Mapping Elmet – the childhood and family roots of Ted Hughes

Thursday, 17 October 2019

Fishing under the ‘navvie brig’ near his home in Aspinall Street, Mytholmroyd, was just one of the memories of Mytholmroyd that found its way into the poetry of Ted Hughes. Ruth Crossley drew on these powerful images of the landscape of the Upper Calder Valley when she spoke to the Hebden Bridge Local History Society at the first lecture of the new season.

Ruth is the daughter of Donald Crossley, a childhood friend of Ted Hughes. She is Head of Geography at Stoneyhurst College and is currently engaged on a Ph D thesis, digitally mapping Ted Hughes’ poems on the landscape of the Upper Calder Valley.

Donald Crossley died in 2014 leaving an archive of letters from Ted and his brother Gerald in which they reminisced about ‘Elmet’. Elmet is the name given to an ancient Celtic kingdom thought to have been located in West Yorkshire, but Ted regarded his Elmet as a more specific area centred on Heptonstall, characterised by a harsh climate and landscape populated with ‘untamed people hewn out of stone’. The poems in ‘Remains of Elmet’ and the later ‘Elmet’ explore this idea. It was Gerald, ten years older than Ted, who introduced Ted to this outdoor world taking him on adventures, camping, fishing and hunting often using Ted as a ‘retriever’.

Ruth showed digital maps with three layers of locations for the poems, those specific to family locations, those dealing with boyhood memories, largely around Mytholmroyd, and those featuring more adult memories. She talked about some of poems which featured specific locations, including ‘Six Young Men’, ‘Two’ and ‘The Ancient Briton Lay under his Rock’ amongst others. The latter is located in Redacre Wood and relates how Ted and his companions tried without success to raise the stone which was supposed to mark the grave of the Ancient Briton.

Mount Zion

Memories of fishing with homemade nets in the canal in Mytholmroyd gave rise to ‘The Long Tunnel Ceiling’ which was the bridge under Pismire Hill and ‘Drowning Black’ which was the old ‘navvie-brig’ near Aspinall Street. The young lads would catch fish and take them home in jam jars. The fish would be dead by the next day and the boys would throw them over the wall into the canal which ran beside Mount Zion Methodist Chapel.
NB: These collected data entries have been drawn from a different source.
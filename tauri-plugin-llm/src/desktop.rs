use crate::models::*;
use tauri::{AppHandle, Runtime};

/// The native (non-Ollama) backend for desktop platforms.
pub struct NativeBackend<R: Runtime> {
    #[allow(dead_code)]
    app: AppHandle<R>,
}

pub fn init<R: Runtime>(
    app: &AppHandle<R>,
    _api: &tauri::plugin::PluginApi<R, Option<crate::LlmConfig>>,
) -> crate::Result<NativeBackend<R>> {
    Ok(NativeBackend { app: app.clone() })
}

impl<R: Runtime> NativeBackend<R> {
    /// Return OS-native models. Each platform returns 0 or 1 models.
    pub fn list_models(&self) -> Vec<ModelInfo> {
        let mut models = Vec::new();

        #[cfg(target_os = "macos")]
        {
            models.extend(self.list_macos_models());
        }

        #[cfg(target_os = "windows")]
        {
            models.extend(self.list_windows_models());
        }

        // Linux: no native LLM API - return empty

        models
    }

    /// Route a generate request to the correct native backend.
    pub fn generate(&self, req: GenerateRequest) -> crate::Result<GenerateResponse> {
        #[cfg(target_os = "macos")]
        if req.model == "apple-foundation-model" {
            return self.generate_macos(req);
        }

        #[cfg(target_os = "windows")]
        if req.model == "phi-silica" {
            return self.generate_windows(req);
        }

        Err(crate::Error::ModelUnavailable(format!(
            "No native backend for model '{}'",
            req.model
        )))
    }
}

// -- macOS: Apple FoundationModels via Swift FFI --

#[cfg(target_os = "macos")]
extern "C" {
    /// Returns: 0=available, 1=device not eligible,
    ///          2=Apple Intelligence not enabled, 3=model not ready
    fn apple_llm_check_availability() -> i32;

    /// Synchronous wrapper around FoundationModels.LanguageModelSession.respond().
    /// Caller must free the returned string with apple_llm_free_string().
    fn apple_llm_generate(
        prompt: *const std::ffi::c_char,
        temperature: f64,
        max_tokens: i32,
    ) -> *mut std::ffi::c_char;

    fn apple_llm_free_string(ptr: *mut std::ffi::c_char);
}

#[cfg(target_os = "macos")]
impl<R: Runtime> NativeBackend<R> {
    fn list_macos_models(&self) -> Vec<ModelInfo> {
        let status = unsafe { apple_llm_check_availability() };
        vec![ModelInfo {
            id: "apple-foundation-model".into(),
            name: "Apple Foundation Model".into(),
            available: status == 0,
            reason: match status {
                0 => None,
                1 => Some("Device not eligible (requires Apple Silicon)".into()),
                2 => Some("Apple Intelligence not enabled in System Settings".into()),
                3 => Some("Model not ready (downloading or initializing)".into()),
                _ => Some("Unknown unavailability reason".into()),
            },
            provider: "apple".into(),
            metadata: None,
        }]
    }

    fn generate_macos(&self, req: GenerateRequest) -> crate::Result<GenerateResponse> {
        use std::ffi::{CStr, CString};

        let c_prompt =
            CString::new(req.prompt).map_err(|e| crate::Error::GenerationFailed(e.to_string()))?;

        let result_ptr = unsafe {
            apple_llm_generate(
                c_prompt.as_ptr(),
                req.temperature,
                req.max_tokens.unwrap_or(256) as i32,
            )
        };

        if result_ptr.is_null() {
            return Err(crate::Error::GenerationFailed(
                "FoundationModels returned null".into(),
            ));
        }

        let text = unsafe { CStr::from_ptr(result_ptr) }
            .to_string_lossy()
            .into_owned();
        unsafe { apple_llm_free_string(result_ptr) };

        Ok(GenerateResponse {
            text,
            model: "apple-foundation-model".into(),
            provider: "apple".into(),
        })
    }
}

// -- Windows: Phi Silica via C++/WinRT DLL --

#[cfg(target_os = "windows")]
#[link(name = "windows_llm_bridge")]
extern "C" {
    /// Returns: 0=ready, 1=ensuring ready, 2=not ready, 3=not supported
    fn windows_llm_check_availability() -> i32;

    fn windows_llm_generate(
        prompt: *const std::ffi::c_char,
        temperature: f32,
        max_tokens: i32,
    ) -> *mut std::ffi::c_char;

    fn windows_llm_free_string(ptr: *mut std::ffi::c_char);
}

#[cfg(target_os = "windows")]
impl<R: Runtime> NativeBackend<R> {
    fn list_windows_models(&self) -> Vec<ModelInfo> {
        let status = unsafe { windows_llm_check_availability() };
        vec![ModelInfo {
            id: "phi-silica".into(),
            name: "Phi Silica".into(),
            available: status == 0,
            reason: match status {
                0 => None,
                3 => Some("Copilot+ PC with NPU required".into()),
                _ => Some("Phi Silica not ready".into()),
            },
            provider: "windows".into(),
            metadata: None,
        }]
    }

    fn generate_windows(&self, req: GenerateRequest) -> crate::Result<GenerateResponse> {
        use std::ffi::{CStr, CString};

        let c_prompt =
            CString::new(req.prompt).map_err(|e| crate::Error::GenerationFailed(e.to_string()))?;

        let result_ptr = unsafe {
            windows_llm_generate(
                c_prompt.as_ptr(),
                req.temperature as f32,
                req.max_tokens.unwrap_or(256) as i32,
            )
        };

        if result_ptr.is_null() {
            return Err(crate::Error::GenerationFailed(
                "Phi Silica returned null".into(),
            ));
        }

        let text = unsafe { CStr::from_ptr(result_ptr) }
            .to_string_lossy()
            .into_owned();
        unsafe { windows_llm_free_string(result_ptr) };

        Ok(GenerateResponse {
            text,
            model: "phi-silica".into(),
            provider: "windows".into(),
        })
    }
}
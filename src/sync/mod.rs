//! The live-sync engine: rate-limited polling of an opaque remote chat
//! service, converting its objects into database rows. Grounded on
//! `live.py::SkypeLogin`; the network protocol itself is out of scope
//! (spec.md §1) — [`client::RemoteClient`] is the seam a real transport
//! plugs into.

pub mod client;
pub mod convert;
pub mod engine;
pub mod ratelimit;

pub use client::{Credentials, Page, RemoteClient, RemoteObject};
pub use convert::{Converter, TargetTable};
pub use engine::{SaveOutcome, SyncEngine};
pub use ratelimit::{CallError, RateLimiter};
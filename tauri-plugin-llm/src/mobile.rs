use crate::models::*;
use tauri::{plugin::PluginHandle, AppHandle, Runtime};

pub struct NativeBackend<R: Runtime> {
    handle: PluginHandle<R>,
}

pub fn init<R: Runtime>(
    _app: &AppHandle<R>,
    api: &tauri::plugin::PluginApi<R, Option<crate::LlmConfig>>,
) -> crate::Result<NativeBackend<R>> {
    #[cfg(target_os = "android")]
    let handle = api.register_android_plugin(crate::PLUGIN_IDENTIFIER, "LlmPlugin")?;

    #[cfg(target_os = "ios")]
    let handle = api.register_ios_plugin(crate::init_plugin_llm)?;

    Ok(NativeBackend { handle })
}

impl<R: Runtime> NativeBackend<R> {
    pub fn list_models(&self) -> Vec<ModelInfo> {
        self.handle
            .run_mobile_plugin::<Vec<ModelInfo>>("listModels", ())
            .unwrap_or_else(|e| {
                log::warn!("Native listModels failed: {}", e);
                vec![]
            })
    }

    pub fn generate(&self, req: GenerateRequest) -> crate::Result<GenerateResponse> {
        self.handle
            .run_mobile_plugin::<GenerateResponse>("generate", &req)
            .map_err(|e| crate::Error::GenerationFailed(e.to_string()))
    }
}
The poem ‘Mount Zion’ refers to the this chapel; it faced Ted’s bedroom window and seemed to him to possess a menacing power.

All this came to a sudden end when Ted Hughes’ family moved to Mexborough in South Yorkshire and not long after Gerald left home to go to war. Ted was only seven years old when he left Mytholmroyd but always maintained that those years of his early boyhood left a lasting mark on him and his memories of the landscape of the Calder Valley remained crystal clear for the rest of his life.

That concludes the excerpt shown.